Some texts reveal direct challenges to, or themselves challenge, the cultural norms defining gender and household roles. A pair of texts, Hic Mulier and Haec Vir (1620), call attention to a controversy from the years 1615–20 over women wearing male attire; their title-page engravings display the satirized fashions. This controversy is related to the pamphlet war during the same years over the hoary issue of women's virtue and worth; Rachel Speght's Mouzell for Melastomus with its revisionist interpretation of the Genesis fall story, was probably the only contribution by a woman. The truncated biography that Lucy Hutchinson (NAEL 8, 1.1758) wrote about her early life and the biography of Elizabeth Cary written by one of her daughters reveal how they resisted the usual restrictive educative norms for women.
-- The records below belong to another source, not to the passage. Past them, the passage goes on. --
//! Coded errors: failures that carry an HTTP-style status across a boundary.
//!
//! Anything that has to surface through the HTTP layer (a validation failure,
//! a transport fault, an error reported by a streaming handler) is converted
//! into a [`CodedError`] at the point it is first observed and is never
//! wrapped again.

use axum::Json;
use axum::http::StatusCode;
use axum::response::{IntoResponse, Response};

use crate::http::types::ErrorResponse;

/// A value that knows which HTTP status it should be rendered as.
pub trait HttpCoded: std::error::Error {
    /// The numeric status code.
    fn code(&self) -> u16;
}

/// An error carrying a numeric status code and a message.
#[derive(Debug, Clone, PartialEq, Eq, thiserror::Error)]
#[error("{message}")]
pub struct CodedError {
    code: u16,
    message: String,
}

impl CodedError {
    /// Create a coded error.
    pub fn new(code: u16, message: impl Into<String>) -> Self {
        Self {
            code,
            message: message.into(),
        }
    }

    /// Build a coded error from a wire-level code of arbitrary width.
    ///
    /// Codes that cannot be a status are reported as 500.
    pub fn from_wire(code: i64, message: impl Into<String>) -> Self {
        let code = u16::try_from(code).unwrap_or(500);
        Self::new(code, message)
    }

    pub fn code(&self) -> u16 {
        self.code
    }

    pub fn message(&self) -> &str {
        &self.message
    }

    /// The HTTP status for this error; codes outside the valid range map to 500.
    pub fn status(&self) -> StatusCode {
        StatusCode::from_u16(self.code).unwrap_or(StatusCode::INTERNAL_SERVER_ERROR)
    }
}

impl HttpCoded for CodedError {
    fn code(&self) -> u16 {
        self.code
    }
}

impl IntoResponse for CodedError {
    fn into_response(self) -> Response {
        (
            self.status(),
            Json(ErrorResponse {
                error: self.message,
            }),
        )
            .into_response()
    }
}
Milton, in The Doctrine and Discipline of Divorce and three other treatises, directly challenged the doctrine of indissoluble marriage and the prohibitions on divorce, arguing the very radical proposition that incompatibility should be grounds for divorce, with right of remarriage. Also during the upheavals of the Civil War period, some women claimed voices in the public sphere: in a petition to Parliament (1649), Leveller women asserted some political rights in the commonwealth; and Margaret Fell published a rationale in 1664 for allowing women to testify and preach in church, as Quakers often did.